1 Overview of statistical learning

1.1 How to learn from data?

A fundamental question is how to extract information from data in an optimal way, and to make predictions based on this information.

For this purpose, a number of competing theories of information have been developed. Statistics is the oldest science of information and is concerned with offering principled ways to learn from data and to extract and process information using probabilistic models. However, there are other theories of information (e.g. Vapnik-Chernov theory of learning, computational learning) that are more algorithmic than analytic and sometimes not even based on probability theory.

Furthermore, there are other disciplines, such computer science and machine learning that are closely linked with and also have substantial overlap with statistics. The field of “data science” today comprises of both statistics and machine learning and brings together mathematics, statistics and computer science. Also the growing field of so-called “artificial intelligence” makes substantial use of statistical and machine learning techniques.

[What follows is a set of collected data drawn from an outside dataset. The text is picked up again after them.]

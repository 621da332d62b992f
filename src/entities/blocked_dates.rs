use sea_orm::entity::prelude::*;

#[derive(Clone, Debug, PartialEq, DeriveEntityModel)]
#[sea_orm(table_name = "blocked_dates")]
pub struct Model {
    #[sea_orm(primary_key, auto_increment = false)]
    pub id: Uuid,
    pub room_id: String,
    pub date: Date,
    pub reason: Option<String>,
    pub created_at: DateTimeUtc,
}

#[derive(Copy, Clone, Debug, EnumIter, DeriveRelation)]
pub enum Relation {}

impl ActiveModelBehavior for ActiveModel {}
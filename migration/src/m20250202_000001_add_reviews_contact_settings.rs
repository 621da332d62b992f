use sea_orm_migration::prelude::*;

#[derive(DeriveIden)]
enum Bookings {
    Table,
    Id,
}

#[derive(DeriveIden)]
enum Reviews {
    Table,
    Id,
    BookingId,
    RoomId,
    GuestName,
    Rating,
    CommentIt,
    CommentEn,
    IsApproved,
    CreatedAt,
}

#[derive(DeriveIden)]
enum ContactMessages {
    Table,
    Id,
    Name,
    Email,
    Message,
    Language,
    IsRead,
    CreatedAt,
}

#[derive(DeriveIden)]
enum Settings {
    Table,
    Id,
    MinNights,
    CheckInTime,
    CheckOutTime,
    ContactEmail,
    ContactPhone,
    UpdatedAt,
}

#[derive(DeriveMigrationName)]
pub struct Migration;

#[async_trait::async_trait]
impl MigrationTrait for Migration {
    async fn up(&self, manager: &SchemaManager) -> Result<(), DbErr> {
        manager
            .create_table(
                Table::create()
                    .table(Reviews::Table)
                    .if_not_exists()
                    .col(ColumnDef::new(Reviews::Id).uuid().not_null().primary_key())
                    .col(ColumnDef::new(Reviews::BookingId).uuid().not_null().unique_key())
                    .col(ColumnDef::new(Reviews::RoomId).string_len(64).not_null())
                    .col(ColumnDef::new(Reviews::GuestName).string().not_null())
                    .col(ColumnDef::new(Reviews::Rating).small_integer().not_null())
                    .col(ColumnDef::new(Reviews::CommentIt).text().null())
                    .col(ColumnDef::new(Reviews::CommentEn).text().null())
                    .col(
                        ColumnDef::new(Reviews::IsApproved)
                            .boolean()
                            .not_null()
                            .default(false),
                    )
                    .col(
                        ColumnDef::new(Reviews::CreatedAt)
                            .timestamp_with_time_zone()
                            .not_null()
                            .default(Expr::cust("NOW()")),
                    )
                    .foreign_key(
                        ForeignKey::create()
                            .name("fk_reviews_booking")
                            .from(Reviews::Table, Reviews::BookingId)
                            .to(Bookings::Table, Bookings::Id)
                            .on_delete(ForeignKeyAction::Cascade),
                    )
                    .to_owned(),
            )
            .await?;

        manager
            .create_table(
                Table::create()
                    .table(ContactMessages::Table)
                    .if_not_exists()
                    .col(
                        ColumnDef::new(ContactMessages::Id)
                            .uuid()
                            .not_null()
                            .primary_key(),
                    )
                    .col(ColumnDef::new(ContactMessages::Name).string().not_null())
                    .col(ColumnDef::new(ContactMessages::Email).string().not_null())
                    .col(ColumnDef::new(ContactMessages::Message).text().not_null())
                    .col(
                        ColumnDef::new(ContactMessages::Language)
                            .string_len(5)
                            .not_null()
                            .default("it"),
                    )
                    .col(
                        ColumnDef::new(ContactMessages::IsRead)
                            .boolean()
                            .not_null()
                            .default(false),
                    )
                    .col(
                        ColumnDef::new(ContactMessages::CreatedAt)
                            .timestamp_with_time_zone()
                            .not_null()
                            .default(Expr::cust("NOW()")),
                    )
                    .to_owned(),
            )
            .await?;

        manager
            .create_table(
                Table::create()
                    .table(Settings::Table)
                    .if_not_exists()
                    .col(ColumnDef::new(Settings::Id).string_len(32).not_null().primary_key())
                    .col(ColumnDef::new(Settings::MinNights).integer().not_null().default(1))
                    .col(
                        ColumnDef::new(Settings::CheckInTime)
                            .string_len(5)
                            .not_null()
                            .default("13:00"),
                    )
                    .col(
                        ColumnDef::new(Settings::CheckOutTime)
                            .string_len(5)
                            .not_null()
                            .default("10:30"),
                    )
                    .col(ColumnDef::new(Settings::ContactEmail).string().null())
                    .col(ColumnDef::new(Settings::ContactPhone).string_len(50).null())
                    .col(
                        ColumnDef::new(Settings::UpdatedAt)
                            .timestamp_with_time_zone()
                            .not_null()
                            .default(Expr::cust("NOW()")),
                    )
                    .to_owned(),
            )
            .await?;

        Ok(())
    }

    async fn down(&self, manager: &SchemaManager) -> Result<(), DbErr> {
        manager
            .drop_table(Table::drop().if_exists().table(Settings::Table).to_owned())
            .await?;
        manager
            .drop_table(Table::drop().if_exists().table(ContactMessages::Table).to_owned())
            .await?;
        manager
            .drop_table(Table::drop().if_exists().table(Reviews::Table).to_owned())
            .await?;
        Ok(())
    }
}
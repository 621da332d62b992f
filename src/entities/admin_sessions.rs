use sea_orm::entity::prelude::*;

#[derive(Clone, Debug, PartialEq, DeriveEntityModel)]
#[sea_orm(table_name = "admin_sessions")]
pub struct Model {
    #[sea_orm(primary_key, auto_increment = false)]
    pub token: String,
    pub expires_at: DateTimeUtc,
    pub created_at: DateTimeUtc,
}

#[derive(Copy, Clone, Debug, EnumIter, DeriveRelation)]
pub enum Relation {}

impl ActiveModelBehavior for ActiveModel {}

The recent popular science book “The Master Algorithm” by Domingos (2015) provides an accessible informal overview over the various schools of science of information. It discusses the main algorithms used in machine learning and statistics:

Starting as early as 1763, the Bayesian school of learning was started which later turned out to be closely linked with likelihood inference established in 1922 by R.A. Fisher (1890–1962) and generalised in 1951 to entropy learning by Kullback and Leibler.
It was also in the 1950s that the concept of artificial neural network arises, essentially a nonlinear input-output map that works in a non-probabilistic way. This field saw another leap in the 1980s and further progressed from 2010 onwards with the development of deep dearning. It is now one of the most popular (and most effective) methods for analysing imaging data. Even your mobile phone most likely has a dedicated computer chip with special neural network hardware, for example.
Further advanced theories of information were developed in the 1960 under the term of computational learning, most notably the Vapnik-Chernov theory, with the most prominent example of the “support vector machine” (another non-probabilistic model).
With the advent of large-scale genomic and other high-dimensional data there has been a surge of new and exciting developments in the field of high-dimensional (large dimension) and also big data (large dimension and large sample size), both in statistics and in machine learning.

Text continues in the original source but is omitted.